Many of us working in mental health have borne witness to the psychological impact of benefits sanctions. We have worked with patients experiencing relapse of their chronic illnesses after the humiliation and anxiety of being put through the Work Capability Assessment (WCA) and know the frustration and powerlessness when our own recommendations are ignored and vulnerable patients are forced into work prematurely.
There are a handful that I recall vividly: a Kurdish woman with PTSD who had a traumatic reliving of her previous experience of torture during the assessment and yet somehow was deemed fit for work; or a middle-aged woman who had not been able to work for several years due to agoraphobia and panic disorder suddenly finding herself forced into searching for jobs on the threat of being sanctioned. There were patients sanctioned for failing to attend the job centre whilst being detained on a section in hospital and then the harrowing A&E admissions of patients with fully formed suicidal plans triggered by the anxiety of not knowing whether they would be able to sustain themselves if their support was discontinued, or whether they would be required to pay the bedroom tax.
Based purely on day-to-day clinical experience, we knew the fitness to work tests were triggering significant mental health problems and the concrete evidence to support this steadily mounting. The first example of the WCA process being blamed directly for a completed suicide came in a coroner’s report in 2015 after Michael O’Sullivan, a 60-year-old man, had his Employment Support Allowance (ESA) discontinued despite providing reports from three doctors stating that he had long-term depression and agoraphobia and was therefore unable to work. He killed himself at his home on 24 September 2013.
His suicide is amongst hundreds that have now been ruled as linked to the WCA. A study carried out by psychiatrists at the mental health trust, where I am based in London, found that between 2010-2013 across England as a whole, the WCA was associated with 590 suicides, 725,000 additional prescriptions for antidepressants and 279,000 additional cases of self-reported psychiatric problems.
For any civilised society such consequences would outweigh any potential benefit to the public purse, but the fact that such welfare reforms have ostensibly been enacted to ‘‘balance the books’’ whilst hand-outs are given to the top earners in the form of tax breaks, makes it clear that this has all been a very deliberate ideological choice and not one borne out of necessity.

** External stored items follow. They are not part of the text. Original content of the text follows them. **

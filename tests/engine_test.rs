//! Engine-level tests over a scripted backend: the response resolver must be
//! total, fallbacks deterministic, and valid backend output untouched.

use std::sync::atomic::{AtomicUsize, Ordering};
use std::sync::Arc;
use std::time::Duration;

use async_trait::async_trait;
use serde_json::json;

use aptx_engine::engine::{
    Engine, EngineError, GenerationBackend, GenerationError, GenerationSettings, Origin,
};
use aptx_engine::store::MemoryStore;
use aptx_engine::types::{
    ChatMessageRequest, ContentRequest, ContentType, GeneratedContent, LearningPath, PathRequest,
    PerformanceSample, ProgressRequest, RemediationRequest, StudentProfile,
};

#[derive(Clone)]
enum Script {
    Reply(String),
    Unavailable,
}

struct ScriptedBackend {
    script: Script,
    calls: AtomicUsize,
}

impl ScriptedBackend {
    fn new(script: Script) -> Self {
        Self {
            script,
            calls: AtomicUsize::new(0),
        }
    }
}

#[async_trait]
impl GenerationBackend for ScriptedBackend {
    async fn generate(
        &self,
        _prompt: &str,
        _settings: &GenerationSettings,
    ) -> Result<String, GenerationError> {
        self.calls.fetch_add(1, Ordering::SeqCst);
        match &self.script {
            Script::Reply(text) => Ok(text.clone()),
            Script::Unavailable => {
                Err(GenerationError::Unavailable("connection refused".to_string()))
            }
        }
    }
}

fn engine_with(script: Script) -> Engine {
    Engine::new(Arc::new(ScriptedBackend::new(script)))
}

fn counting_request() -> ContentRequest {
    ContentRequest {
        topic: "Counting to 5".to_string(),
        age_group: "6-8 years".to_string(),
        content_type: ContentType::Lesson,
        learning_objective: "Count objects 1-5".to_string(),
        duration: "10 minutes".to_string(),
        special_needs: StudentProfile::default(),
    }
}

fn valid_content_json() -> serde_json::Value {
    json!({
        "content": {
            "title": "Counting Safari",
            "description": "Count animals on a safari adventure",
            "learningObjectives": ["Count objects 1-5"],
            "materials": ["Animal cards"],
            "steps": [{
                "stepNumber": 1,
                "title": "Meet the animals",
                "instructions": "Point to each animal and count out loud.",
                "visualAids": ["Animal pictures"]
            }],
            "assessment": {
                "type": "Interactive",
                "questions": [{
                    "question": "How many lions do you see?",
                    "type": "multiple-choice",
                    "options": ["2", "3"],
                    "correctAnswer": "3"
                }],
                "successCriteria": "Counts to 5 with support"
            },
            "adaptations": {
                "visual": ["Large pictures"],
                "auditory": ["Counting song"],
                "physical": ["Touch targets"],
                "cognitive": ["One animal at a time"]
            }
        },
        "accessibilityFeatures": [{
            "feature": "Audio narration",
            "implementation": "Every step is read aloud"
        }],
        "extensionActivities": [{
            "title": "Count at home",
            "description": "Count five toys with a grown-up",
            "difficulty": "Easy"
        }]
    })
}

#[tokio::test]
async fn failing_backend_yields_fallback_lesson() {
    let engine = engine_with(Script::Unavailable);
    let resolved = engine.generate_content(&counting_request()).await.unwrap();

    assert_eq!(resolved.origin, Origin::Fallback);
    assert_eq!(resolved.value.content.title, "Counting to 5 - 6-8 years");
    assert_eq!(resolved.value.content.steps.len(), 1);
    assert!(!resolved.value.content.assessment.questions.is_empty());
}

#[tokio::test]
async fn identical_requests_produce_identical_fallbacks() {
    let engine = engine_with(Script::Unavailable);
    let request = counting_request();
    let first = engine.generate_content(&request).await.unwrap();
    let second = engine.generate_content(&request).await.unwrap();
    assert_eq!(first.value, second.value);
}

#[tokio::test]
async fn valid_backend_output_passes_through_unchanged() {
    let payload = valid_content_json();
    let expected: GeneratedContent = serde_json::from_value(payload.clone()).unwrap();

    let engine = engine_with(Script::Reply(payload.to_string()));
    let resolved = engine.generate_content(&counting_request()).await.unwrap();

    assert_eq!(resolved.origin, Origin::Backend);
    assert_eq!(resolved.value, expected);
}

#[tokio::test]
async fn fenced_backend_output_passes_through() {
    let raw = format!("```json\n{}\n```", valid_content_json());
    let engine = engine_with(Script::Reply(raw));
    let resolved = engine.generate_content(&counting_request()).await.unwrap();
    assert_eq!(resolved.origin, Origin::Backend);
    assert_eq!(resolved.value.content.title, "Counting Safari");
}

#[tokio::test]
async fn garbage_backend_output_still_yields_valid_content() {
    for garbage in ["", "Sorry, I can't help with that.", "{\"content\": {}}"] {
        let engine = engine_with(Script::Reply(garbage.to_string()));
        let resolved = engine.generate_content(&counting_request()).await.unwrap();
        assert_eq!(resolved.origin, Origin::Fallback, "input: {:?}", garbage);
        assert!(!resolved.value.content.steps.is_empty());
        assert!(!resolved.value.content.assessment.questions.is_empty());
    }
}

#[tokio::test]
async fn invalid_content_request_is_rejected() {
    let engine = engine_with(Script::Unavailable);
    let mut request = counting_request();
    request.topic = String::new();
    let err = engine.generate_content(&request).await.unwrap_err();
    assert!(matches!(err, EngineError::InvalidRequest(_)));
}

fn low_performance() -> RemediationRequest {
    RemediationRequest {
        student_id: "student-1".to_string(),
        current_lesson_id: "lesson-7".to_string(),
        performance_data: PerformanceSample {
            score: 30.0,
            time_spent: 45.0,
            engagement_level: "low".to_string(),
        },
    }
}

#[tokio::test]
async fn remediation_decision_is_well_formed_when_backend_unavailable() {
    let engine = engine_with(Script::Unavailable);
    let resolved = engine.remediate(&low_performance()).await.unwrap();

    assert_eq!(resolved.origin, Origin::Fallback);
    assert!(resolved.value.remediation_required);
    assert!(resolved.value.remediation_lesson_id.is_some());
    assert!(resolved.value.reason.is_some());
}

#[tokio::test]
async fn remediation_passes_through_backend_decision() {
    let reply = json!({
        "remediationRequired": false,
        "reason": "Strong recall across all questions"
    });
    let engine = engine_with(Script::Reply(reply.to_string()));
    let resolved = engine.remediate(&low_performance()).await.unwrap();

    assert_eq!(resolved.origin, Origin::Backend);
    assert!(!resolved.value.remediation_required);
    assert_eq!(
        resolved.value.reason.as_deref(),
        Some("Strong recall across all questions")
    );
}

#[tokio::test]
async fn progress_analysis_requires_modules() {
    let engine = engine_with(Script::Unavailable);
    let request = ProgressRequest {
        student_id: "student-1".to_string(),
        learning_path: vec![],
        current_goals: vec![],
        special_needs: StudentProfile::default(),
    };
    let err = engine.analyze_progress(&request).await.unwrap_err();
    assert!(matches!(err, EngineError::InvalidRequest(_)));
}

#[tokio::test]
async fn chat_falls_back_to_deterministic_navigation() {
    let engine = engine_with(Script::Unavailable);
    let resolved = engine
        .chat(&ChatMessageRequest {
            message: "please open the Teacher Dashboard".to_string(),
        })
        .await
        .unwrap();
    assert_eq!(resolved.origin, Origin::Fallback);
    assert_eq!(resolved.value.navigation.as_deref(), Some("/teacher"));
}

fn path_request() -> PathRequest {
    PathRequest {
        student_id: "student-1".to_string(),
        age_group: "6-8 years".to_string(),
        current_level: "beginner".to_string(),
        learning_goals: vec!["Count to 10".to_string()],
        special_needs: StudentProfile::default(),
        subject_area: "Mathematics".to_string(),
    }
}

fn valid_path_json() -> serde_json::Value {
    json!({
        "personalizedPath": {
            "level": "beginner",
            "modules": [{
                "title": "Numbers 1-5",
                "description": "First steps with numbers",
                "activities": [{
                    "type": "interactive",
                    "instructions": "Tap each number as you say it.",
                    "adaptations": ["extra time"],
                    "estimatedTime": "10 minutes",
                    "interactions": ["touch"]
                }],
                "assessments": [{
                    "type": "formative",
                    "questions": ["Show me three fingers"],
                    "adaptiveHints": ["Watch the video again"],
                    "successCriteria": "Counts to 5"
                }]
            }],
            "progressionCriteria": {
                "completionThreshold": 80,
                "masteryIndicators": ["Accuracy"],
                "nextSteps": ["Numbers 6-10"]
            }
        },
        "accommodations": {
            "visual": ["Large text"],
            "auditory": ["Audio cues"],
            "interactive": ["Touch"],
            "timing": ["Extended time"]
        },
        "recommendations": [{
            "category": "Pacing",
            "suggestion": "Short sessions",
            "rationale": "Matches attention span"
        }]
    })
}

#[tokio::test]
async fn backend_paths_are_cached() {
    let backend = Arc::new(ScriptedBackend::new(Script::Reply(
        valid_path_json().to_string(),
    )));
    let engine = Engine::new(backend.clone())
        .with_cache(Arc::new(MemoryStore::new()), Duration::from_secs(60));

    let first = engine.adaptive_path(&path_request()).await.unwrap();
    assert_eq!(first.origin, Origin::Backend);

    let second = engine.adaptive_path(&path_request()).await.unwrap();
    assert_eq!(second.origin, Origin::Cache);
    assert_eq!(second.value, first.value);
    assert_eq!(backend.calls.load(Ordering::SeqCst), 1);
}

#[tokio::test]
async fn fallback_paths_are_not_cached() {
    let backend = Arc::new(ScriptedBackend::new(Script::Unavailable));
    let engine = Engine::new(backend.clone())
        .with_cache(Arc::new(MemoryStore::new()), Duration::from_secs(60));

    let first = engine.adaptive_path(&path_request()).await.unwrap();
    let second = engine.adaptive_path(&path_request()).await.unwrap();

    assert_eq!(first.origin, Origin::Fallback);
    assert_eq!(second.origin, Origin::Fallback);
    assert_eq!(first.value, second.value);
    assert_eq!(backend.calls.load(Ordering::SeqCst), 2);

    let path: LearningPath = first.value;
    assert_eq!(path.personalized_path.level, "beginner");
    assert_eq!(path.personalized_path.modules[0].title, "Mathematics Basics");
}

Under Ian Duncan-Smith’s stewardship of the DWP, the UK became the first country to come under investigation by the United Nations for systematically violating the human rights of disabled people. This is a shameful legacy, and although they have attempted to avert blame by fostering a culture that vilifies and dehumanises disabled people, it shames us all if we collude with it and fail to hold our government to account for these ongoing abuses.
This means offering as much solidarity and practical support to groups such as Disabled People Against Cuts (DPAC) and the Mental Health Resistance Network who, despite the odds, have achieved extraordinary things in highlighting this government’s failings. Along with that sense of powerlessness that I began to feel during my first year of community psychiatry, DPAC and my involvement in their peaceful direct actions offered some hope. Likewise joining the huge mobilisations against austerity by groups such as the People’s Assembly. It is also crucial to continue to mobilise in support of the current progressive Labour leadership (and Jeremy Corbyn in particular), which is providing robust meaningful alternatives to austerity.

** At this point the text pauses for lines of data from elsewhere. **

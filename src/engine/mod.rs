//! Adaptive content decision engine
//!
//! The engine decides what learning content or remediation to produce for a
//! student and guarantees a well-formed response even when the generative
//! backend fails. Every flow is the same pipeline with different templates:
//! normalize the profile, compose a prompt, invoke the backend once, then
//! resolve the raw text into a typed output or a deterministic fallback.
//!
//! The engine holds no per-request state; concurrent calls are independent
//! and commutative. Abandoning a call just drops the in-flight request.

pub mod backend;
pub mod fallback;
pub mod profile;
pub mod prompt;
pub mod resolver;

use std::sync::Arc;
use std::time::Duration;

use thiserror::Error;
use tracing::debug;

use crate::config::Config;
use crate::store::KeyValueStore;
use crate::types::{
    AssessmentRequest, AssessmentSet, ChatMessageRequest, ChatReply, ContentRequest,
    GeneratedContent, LearningPath, PathRequest, ProgressReport, ProgressRequest,
    RemediationDecision, RemediationRequest, SimplifiedCurriculum, SimplifyRequest,
};

pub use backend::{GenerationBackend, GenerationError, GenerationSettings, HttpBackend};
pub use profile::NormalizedProfile;
pub use resolver::{Origin, Resolved};

/// The only error callers of the engine can see. Backend failures and
/// malformed output are absorbed by the resolver, never surfaced.
#[derive(Debug, Error)]
pub enum EngineError {
    #[error("invalid request: {0}")]
    InvalidRequest(String),
}

/// Engine facade owning the backend handle and the optional path cache
#[derive(Clone)]
pub struct Engine {
    backend: Arc<dyn GenerationBackend>,
    cache: Option<Arc<dyn KeyValueStore>>,
    path_ttl: Duration,
}

impl Engine {
    pub fn new(backend: Arc<dyn GenerationBackend>) -> Self {
        Self {
            backend,
            cache: None,
            path_ttl: Duration::from_secs(3600),
        }
    }

    /// Cache generated learning paths in the given store. Only
    /// backend-produced paths are cached; fallbacks are cheap to resynthesize
    /// and would mask backend recovery.
    pub fn with_cache(mut self, cache: Arc<dyn KeyValueStore>, ttl: Duration) -> Self {
        self.cache = Some(cache);
        self.path_ttl = ttl;
        self
    }

    /// Build the production engine from configuration
    pub fn from_config(config: &Config) -> Self {
        Self::new(Arc::new(HttpBackend::from_config(&config.generation)))
    }

    /// Generate learning content for a student
    pub async fn generate_content(
        &self,
        request: &ContentRequest,
    ) -> Result<Resolved<GeneratedContent>, EngineError> {
        request.validate()?;
        let profile = NormalizedProfile::from_profile(&request.special_needs);
        let prompt = prompt::content_prompt(request, &profile);
        let raw = self
            .backend
            .generate(&prompt, &GenerationSettings::CONTENT)
            .await;
        Ok(resolver::resolve(raw, || fallback::content(request)))
    }

    /// Decide whether a remediation lesson is needed
    pub async fn remediate(
        &self,
        request: &RemediationRequest,
    ) -> Result<Resolved<RemediationDecision>, EngineError> {
        request.validate()?;
        let prompt = prompt::remediation_prompt(request);
        let raw = self
            .backend
            .generate(&prompt, &GenerationSettings::REMEDIATION)
            .await;
        Ok(resolver::resolve(raw, || fallback::remediation(request)))
    }

    /// Generate a personalized learning path, consulting the cache first
    pub async fn adaptive_path(
        &self,
        request: &PathRequest,
    ) -> Result<Resolved<LearningPath>, EngineError> {
        request.validate()?;
        let cache_key = format!("path:{}:{}", request.student_id, request.subject_area);

        if let Some(cache) = &self.cache {
            if let Ok(Some(value)) = cache.get(&cache_key).await {
                if let Ok(path) = serde_json::from_value::<LearningPath>(value) {
                    debug!(key = %cache_key, "serving learning path from cache");
                    return Ok(Resolved::cached(path));
                }
            }
        }

        let profile = NormalizedProfile::from_profile(&request.special_needs);
        let prompt = prompt::path_prompt(request, &profile);
        let raw = self
            .backend
            .generate(&prompt, &GenerationSettings::LEARNING_PATH)
            .await;
        let resolved = resolver::resolve(raw, || fallback::path(request));

        if resolved.origin == Origin::Backend {
            if let Some(cache) = &self.cache {
                if let Ok(value) = serde_json::to_value(&resolved.value) {
                    let _ = cache.put(&cache_key, value, self.path_ttl).await;
                }
            }
        }
        Ok(resolved)
    }

    /// Analyze progress across a student's learning path
    pub async fn analyze_progress(
        &self,
        request: &ProgressRequest,
    ) -> Result<Resolved<ProgressReport>, EngineError> {
        request.validate()?;
        let profile = NormalizedProfile::from_profile(&request.special_needs);
        let prompt = prompt::progress_prompt(request, &profile);
        let raw = self
            .backend
            .generate(&prompt, &GenerationSettings::PROGRESS)
            .await;
        Ok(resolver::resolve(raw, || fallback::progress(request)))
    }

    /// Generate adaptive assessments from curriculum content
    pub async fn generate_assessments(
        &self,
        request: &AssessmentRequest,
    ) -> Result<Resolved<AssessmentSet>, EngineError> {
        request.validate()?;
        let prompt = prompt::assessments_prompt(request);
        let raw = self
            .backend
            .generate(&prompt, &GenerationSettings::ASSESSMENT)
            .await;
        Ok(resolver::resolve(raw, || fallback::assessments(request)))
    }

    /// Simplify curriculum content into child-friendly chunks
    pub async fn simplify_curriculum(
        &self,
        request: &SimplifyRequest,
    ) -> Result<Resolved<SimplifiedCurriculum>, EngineError> {
        request.validate()?;
        let prompt = prompt::curriculum_prompt(request);
        let raw = self
            .backend
            .generate(&prompt, &GenerationSettings::CURRICULUM)
            .await;
        Ok(resolver::resolve(raw, || fallback::curriculum(request)))
    }

    /// Answer an assistant chat message, optionally with a navigation path
    pub async fn chat(
        &self,
        request: &ChatMessageRequest,
    ) -> Result<Resolved<ChatReply>, EngineError> {
        request.validate()?;
        let prompt = prompt::chat_prompt(request);
        let raw = self
            .backend
            .generate(&prompt, &GenerationSettings::CHAT)
            .await;
        Ok(resolver::resolve(raw, || fallback::chat(request)))
    }
}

Whilst I was sitting in outpatient clinics listening to patients’ accounts of the fitness to work assessments and their experience of being sanctioned, and writing supporting letters on their behalf to Atos assessors that I knew would be disregarded, I wished for a way to convey the full extent of these injustices. ‘I, Daniel Blake’ the film by Ken Loach being released this week is exactly the piece of work that I hoped would one day be made to tell these stories and reveal the very dark side of austerity, and I would urge everyone to see it.